> _What is needed_
The goal is to restate all of the records below word for word.

> _Provided data_
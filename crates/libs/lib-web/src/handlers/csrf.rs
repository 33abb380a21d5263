//! # CSRF Token Handlers
//!
//! - `GET /secure-gateway-c`, `GET /api/secure-gateway-c`: mint a token bound to the
//!   `__SGCsrfSession` cookie and return it in the configured header and the body.
//! - `GET /secure-gateway-c-cookie`: same, and also set it as the readable `__SGCsrf` cookie
//!   for clients that echo the cookie instead of a header.

use crate::cookies::{read_cookie, CookiePolicy, SetCookie};
use crate::middleware::Guards;
use axum::{
    extract::{Json, State},
    http::{HeaderMap, HeaderValue},
    response::{IntoResponse, Response},
};
use lib_auth::cookies::{COOKIE_CSRF, COOKIE_CSRF_SESSION};
use lib_auth::{CsrfGuard, CsrfToken};
use lib_core::dto::ApiResponse;
use lib_core::{AppError, Config};
use serde::Serialize;
use std::sync::Arc;
use tracing::debug;

#[derive(Debug, Serialize)]
#[serde(rename_all = "camelCase")]
pub struct CsrfBody {
    pub csrf_token: String,
}

async fn mint(csrf: &CsrfGuard, headers: &HeaderMap) -> Result<CsrfToken, AppError> {
    let session_id = read_cookie(headers, COOKIE_CSRF_SESSION);
    let token = csrf.issue(session_id.as_deref()).await?;
    debug!("[CSRF] Token issued");
    Ok(token)
}

fn respond(
    guards: &Guards,
    policy: &CookiePolicy,
    ttl_secs: u64,
    token: CsrfToken,
    as_cookie: bool,
) -> Result<Response, AppError> {
    let mut headers = HeaderMap::new();
    SetCookie::new(COOKIE_CSRF_SESSION, &token.session_id)
        .policy(policy)
        .max_age(ttl_secs as i64)
        .append_to(&mut headers);

    if as_cookie {
        SetCookie::new(COOKIE_CSRF, &token.token)
            .policy(policy)
            .readable()
            .max_age(ttl_secs as i64)
            .append_to(&mut headers);
    }

    let value = HeaderValue::from_str(&token.token)
        .map_err(|e| AppError::Internal(format!("csrf header value: {e}")))?;
    headers.insert(guards.csrf_header().clone(), value);

    let body = CsrfBody {
        csrf_token: token.token,
    };
    Ok((headers, Json(ApiResponse::ok("ok", body))).into_response())
}

pub async fn issue_token(
    State(csrf): State<Arc<CsrfGuard>>,
    State(guards): State<Guards>,
    State(config): State<Config>,
    headers: HeaderMap,
) -> Result<Response, AppError> {
    let token = mint(&csrf, &headers).await?;
    respond(&guards, &CookiePolicy::from_config(&config), csrf.ttl_secs(), token, false)
}

pub async fn issue_cookie_token(
    State(csrf): State<Arc<CsrfGuard>>,
    State(guards): State<Guards>,
    State(config): State<Config>,
    headers: HeaderMap,
) -> Result<Response, AppError> {
    let token = mint(&csrf, &headers).await?;
    respond(&guards, &CookiePolicy::from_config(&config), csrf.ttl_secs(), token, true)
}

#[cfg(test)]
mod tests {
    use crate::server::{create_router, test_state};
    use axum::body::Body;
    use axum::http::{header, Request, StatusCode};
    use lib_core::Config;
    use tower::ServiceExt;

    fn config() -> Config {
        Config {
            jwt_secret: "csrf-test-secret-csrf-test-secret-0123".to_string(),
            ..Config::default()
        }
    }

    fn cookie(res_headers: &axum::http::HeaderMap, name: &str) -> Option<String> {
        res_headers
            .get_all(header::SET_COOKIE)
            .iter()
            .filter_map(|v| v.to_str().ok())
            .find(|c| c.starts_with(&format!("{name}=")))
            .map(str::to_string)
    }

    #[tokio::test]
    async fn test_issued_token_validates_for_its_session() {
        let state = test_state(config()).await;
        let app = create_router(state.clone());

        let res = app
            .oneshot(Request::builder().uri("/secure-gateway-c").body(Body::empty()).unwrap())
            .await
            .unwrap();
        assert_eq!(res.status(), StatusCode::OK);

        let token = res.headers().get("x-sgcsrf-token").unwrap().to_str().unwrap().to_string();
        let session_cookie = cookie(res.headers(), "__SGCsrfSession").unwrap();
        assert!(session_cookie.contains("HttpOnly"));
        assert!(cookie(res.headers(), "__SGCsrf").is_none());

        let sid = session_cookie
            .split(';')
            .next()
            .and_then(|kv| kv.split_once('='))
            .map(|(_, v)| v.to_string())
            .unwrap();
        assert!(state.csrf.validate(Some(&sid), Some(&token)).await.is_ok());
        assert!(state.csrf.validate(Some("other-session"), Some(&token)).await.is_err());
    }

    #[tokio::test]
    async fn test_cookie_variant_sets_readable_token() {
        let state = test_state(config()).await;
        let app = create_router(state);

        let res = app
            .oneshot(
                Request::builder()
                    .uri("/secure-gateway-c-cookie")
                    .body(Body::empty())
                    .unwrap(),
            )
            .await
            .unwrap();
        assert_eq!(res.status(), StatusCode::OK);

        let csrf_cookie = cookie(res.headers(), "__SGCsrf").unwrap();
        assert!(!csrf_cookie.contains("HttpOnly"));
    }
}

> _Exercise solution_
filename crates/libs/lib-web/src/handlers/csrf.rs
repository 33abb380a21d5263
//! # CSRF Token Handlers
//!
//! - `GET /secure-gateway-c`, `GET /api/secure-gateway-c`: mint a token bound to the
//!   `__SGCsrfSession` cookie and return it in the configured header and the body.
//! - `GET /secure-gateway-c-cookie`: same, and also set it as the readable `__SGCsrf` cookie
//!   for clients that echo the cookie instead of a header.

use crate::cookies::{read_cookie, CookiePolicy, SetCookie};
use crate::middleware::Guards;
use axum::{
    extract::{Json, State},
    http::{HeaderMap, HeaderValue},
    response::{IntoResponse, Response},
};
use lib_auth::cookies::{COOKIE_CSRF, COOKIE_CSRF_SESSION};
use lib_auth::{CsrfGuard, CsrfToken};
use lib_core::dto::ApiResponse;
use lib_core::{AppError, Config};
use serde::Serialize;
use std::sync::Arc;
use tracing::debug;

#[derive(Debug, Serialize)]
#[serde(rename_all = "camelCase")]
pub struct CsrfBody {
    pub csrf_token: String,
}

async fn mint(csrf: &CsrfGuard, headers: &HeaderMap) -> Result<CsrfToken, AppError> {
    let session_id = read_cookie(headers, COOKIE_CSRF_SESSION);
    let token = csrf.issue(session_id.as_deref()).await?;
    debug!("[CSRF] Token issued");
    Ok(token)
}

fn respond(
    guards: &Guards,
    policy: &CookiePolicy,
    ttl_secs: u64,
    token: CsrfToken,
    as_cookie: bool,
) -> Result<Response, AppError> {
    let mut headers = HeaderMap::new();
    SetCookie::new(COOKIE_CSRF_SESSION, &token.session_id)
        .policy(policy)
        .max_age(ttl_secs as i64)
        .append_to(&mut headers);

    if as_cookie {
        SetCookie::new(COOKIE_CSRF, &token.token)
            .policy(policy)
            .readable()
            .max_age(ttl_secs as i64)
            .append_to(&mut headers);
    }

    let value = HeaderValue::from_str(&token.token)
        .map_err(|e| AppError::Internal(format!("csrf header value: {e}")))?;
    headers.insert(guards.csrf_header().clone(), value);

    let body = CsrfBody {
        csrf_token: token.token,
    };
    Ok((headers, Json(ApiResponse::ok("ok", body))).into_response())
}

pub async fn issue_token(
    State(csrf): State<Arc<CsrfGuard>>,
    State(guards): State<Guards>,
    State(config): State<Config>,
    headers: HeaderMap,
) -> Result<Response, AppError> {
    let token = mint(&csrf, &headers).await?;
    respond(&guards, &CookiePolicy::from_config(&config), csrf.ttl_secs(), token, false)
}

pub async fn issue_cookie_token(
    State(csrf): State<Arc<CsrfGuard>>,
    State(guards): State<Guards>,
    State(config): State<Config>,
    headers: HeaderMap,
) -> Result<Response, AppError> {
    let token = mint(&csrf, &headers).await?;
    respond(&guards, &CookiePolicy::from_config(&config), csrf.ttl_secs(), token, true)
}

#[cfg(test)]
mod tests {
    use crate::server::{create_router, test_state};
    use axum::body::Body;
    use axum::http::{header, Request, StatusCode};
    use lib_core::Config;
    use tower::ServiceExt;

    fn config() -> Config {
        Config {
            jwt_secret: "csrf-test-secret-csrf-test-secret-0123".to_string(),
            ..Config::default()
        }
    }

    fn cookie(res_headers: &axum::http::HeaderMap, name: &str) -> Option<String> {
        res_headers
            .get_all(header::SET_COOKIE)
            .iter()
            .filter_map(|v| v.to_str().ok())
            .find(|c| c.starts_with(&format!("{name}=")))
            .map(str::to_string)
    }

    #[tokio::test]
    async fn test_issued_token_validates_for_its_session() {
        let state = test_state(config()).await;
        let app = create_router(state.clone());

        let res = app
            .oneshot(Request::builder().uri("/secure-gateway-c").body(Body::empty()).unwrap())
            .await
            .unwrap();
        assert_eq!(res.status(), StatusCode::OK);

        let token = res.headers().get("x-sgcsrf-token").unwrap().to_str().unwrap().to_string();
        let session_cookie = cookie(res.headers(), "__SGCsrfSession").unwrap();
        assert!(session_cookie.contains("HttpOnly"));
        assert!(cookie(res.headers(), "__SGCsrf").is_none());

        let sid = session_cookie
            .split(';')
            .next()
            .and_then(|kv| kv.split_once('='))
            .map(|(_, v)| v.to_string())
            .unwrap();
        assert!(state.csrf.validate(Some(&sid), Some(&token)).await.is_ok());
        assert!(state.csrf.validate(Some("other-session"), Some(&token)).await.is_err());
    }

    #[tokio::test]
    async fn test_cookie_variant_sets_readable_token() {
        let state = test_state(config()).await;
        let app = create_router(state);

        let res = app
            .oneshot(
                Request::builder()
                    .uri("/secure-gateway-c-cookie")
                    .body(Body::empty())
                    .unwrap(),
            )
            .await
            .unwrap();
        assert_eq!(res.status(), StatusCode::OK);

        let csrf_cookie = cookie(res.headers(), "__SGCsrf").unwrap();
        assert!(!csrf_cookie.contains("HttpOnly"));
    }
}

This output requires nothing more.